Required work: Quote exactly, and only, the lines of the material below from the line with "by its parent." through the line with "kill(getpid(), Signal::SIGSTOP)?;".

Supplied data:
§

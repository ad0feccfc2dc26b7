//! Stateless ptrace requests, addressed by pid.
//!
//! Each function issues exactly the kernel requests its name implies and classifies any
//! failure. Nothing here tracks whether the target is actually stopped: callers that want
//! that bookkeeping should use [`TraceSession`](crate::TraceSession), which is built on
//! these functions.

use nix::{
    errno::Errno,
    sys::{
        ptrace,
        signal::{kill, Signal},
        wait::{self, WaitPidFlag, WaitStatus},
    },
    unistd::getpid,
};
use tracing::{debug, info};

use crate::error::{Error, Result, ResultExt};
use crate::filter::{self, SeccompProgram};
use crate::regs::{self, RegisterDescriptor};
use crate::{Options, Pid};

/// Returned by [`read_register()`] when the read fails for any reason.
pub const REGISTER_READ_FAILED: i64 = -1;

/// Request that the calling process be traced by its parent.
///
/// Async-signal-safe: may be called between `fork()` and `exec()`.
pub fn traceme() -> Result<()> {
    Ok(ptrace::traceme()?)
}

/// Request tracing by the parent, then stop the calling process with `SIGSTOP`.
///
/// When this returns, the parent has observed (or can observe, via `wait`) the calling
/// process in a ptrace-stop, and has since resumed it. Async-signal-safe.
pub fn traceme_and_stop() -> Result<()> {
    traceme()?;
    kill(getpid(), Signal::SIGSTOP)?;
    Ok(())
}

/// Attach to a running process. This will deliver a `SIGSTOP`.
///
/// **Warning:** the target may not be considered stopped until its attach-stop has been
/// seen via [`wait_for_attach_stop()`].
pub fn attach(pid: Pid) -> Result<()> {
    info!(pid = pid.as_raw(), "attaching");
    ptrace::attach(pid).for_tracee(pid)
}

/// Attach to a running process and block until it reports its attach-stop.
pub fn attach_and_wait(pid: Pid) -> Result<()> {
    attach(pid)?;
    wait_for_attach_stop(pid)
}

/// Block until `pid`, newly attached or adopted, reports the `SIGSTOP` of its attach-stop.
///
/// Signals that reach the target first are suppressed and requeued, so they are delivered
/// once the target runs again. The exception is `SIGTRAP`, which the kernel raises on its
/// own when a newly traced process completes an `execve()`, and which would kill the target
/// if requeued.
///
/// Fails with [`Error::NoSuchProcess`] if the process terminates instead.
pub fn wait_for_attach_stop(pid: Pid) -> Result<()> {
    let mut deferred = vec![];

    loop {
        match wait_for_stop(pid)? {
            WaitStatus::Stopped(_, Signal::SIGSTOP) => break,
            WaitStatus::Stopped(_, signal) => {
                debug!(pid = pid.as_raw(), ?signal, "signal before attach-stop");

                if signal != Signal::SIGTRAP {
                    deferred.push(signal);
                }
            },
            status => {
                debug!(pid = pid.as_raw(), ?status, "stop before attach-stop");
            },
        }

        ptrace::cont(pid, None).for_tracee(pid)?;
    }

    for signal in deferred {
        kill(pid, signal).for_tracee(pid)?;
    }

    Ok(())
}

/// Block until `pid` reports a ptrace-stop of any kind, and return its wait status.
///
/// Fails with [`Error::NoSuchProcess`] if the process terminates instead.
pub fn wait_for_stop(pid: Pid) -> Result<WaitStatus> {
    loop {
        match wait::waitpid(pid, Some(WaitPidFlag::__WALL)) {
            Ok(status @ WaitStatus::Stopped(..)) |
            Ok(status @ WaitStatus::PtraceEvent(..)) |
            Ok(status @ WaitStatus::PtraceSyscall(..)) => {
                return Ok(status);
            },
            Ok(status @ WaitStatus::Exited(..)) |
            Ok(status @ WaitStatus::Signaled(..)) => {
                debug!(?status, "target terminated before stopping");
                return Err(Error::NoSuchProcess { pid, source: Errno::ESRCH });
            },
            Ok(status) => {
                debug!(?status, "ignoring non-stop wait status");
            },
            Err(Errno::EINTR) => {},
            Err(errno) => {
                return Err(Error::from_errno(pid, errno));
            },
        }
    }
}

/// Stop tracing `pid` and let it run freely. The target must be in a ptrace-stop.
pub fn detach(pid: Pid) -> Result<()> {
    info!(pid = pid.as_raw(), "detaching");
    ptrace::detach(pid, None).for_tracee(pid)
}

/// Set the ptrace options of a stopped tracee.
pub fn set_options(pid: Pid, options: Options) -> Result<()> {
    debug!(pid = pid.as_raw(), ?options, "setting options");
    ptrace::setoptions(pid, options).for_tracee(pid)
}

/// Resume a stopped tracee until its next syscall-stop, delivering `signal` if given.
///
/// Does not wait for the tracee to stop again.
pub fn continue_to_next_syscall(pid: Pid, signal: impl Into<Option<Signal>>) -> Result<()> {
    let signal = signal.into();
    debug!(pid = pid.as_raw(), ?signal, "continuing to next syscall");
    ptrace::syscall(pid, signal).for_tracee(pid)
}

/// Read the message attached to the last ptrace-event-stop of `pid`.
pub fn read_event_message(pid: Pid) -> Result<u64> {
    let msg = ptrace::getevent(pid).for_tracee(pid)?;

    // The kernel stores an `unsigned long`; undo the sign of nix's `c_long`.
    Ok(msg as libc::c_ulong as u64)
}

/// Read one word of the tracee's memory at `addr`.
pub fn read_data(pid: Pid, addr: u64) -> Result<u64> {
    let word = ptrace::read(pid, addr as usize as ptrace::AddressType).for_tracee(pid)?;
    Ok(word as libc::c_ulong as u64)
}

/// Read a `width_bits`-wide value at byte `offset` of the tracee's register image.
///
/// Returns [`REGISTER_READ_FAILED`] on any failure, including invalid arguments, which are
/// rejected without issuing a ptrace request. Callers that need to tell failures apart
/// should use [`regs::read()`](crate::regs::read) instead.
pub fn read_register(pid: Pid, offset: usize, width_bits: u32) -> i64 {
    let value = RegisterDescriptor::new(offset, width_bits)
        .and_then(|desc| regs::read(pid, desc));

    match value {
        Ok(value) => value as i64,
        Err(err) => {
            debug!(pid = pid.as_raw(), offset, width_bits, %err, "register read failed");
            REGISTER_READ_FAILED
        },
    }
}

/// Read the seccomp filter at `index` in the filter chain of the stopped tracee `pid`.
pub fn read_seccomp_filter(pid: Pid, index: usize) -> Result<SeccompProgram> {
    filter::read(pid, index)
}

§

Answer box:
/// Request that the calling process be traced by its parent.
///
/// Async-signal-safe: may be called between `fork()` and `exec()`.
pub fn traceme() -> Result<()> {
    Ok(ptrace::traceme()?)
}

/// Request tracing by the parent, then stop the calling process with `SIGSTOP`.
///
/// When this returns, the parent has observed (or can observe, via `wait`) the calling
/// process in a ptrace-stop, and has since resumed it. Async-signal-safe.
pub fn traceme_and_stop() -> Result<()> {
    traceme()?;
    kill(getpid(), Signal::SIGSTOP)?;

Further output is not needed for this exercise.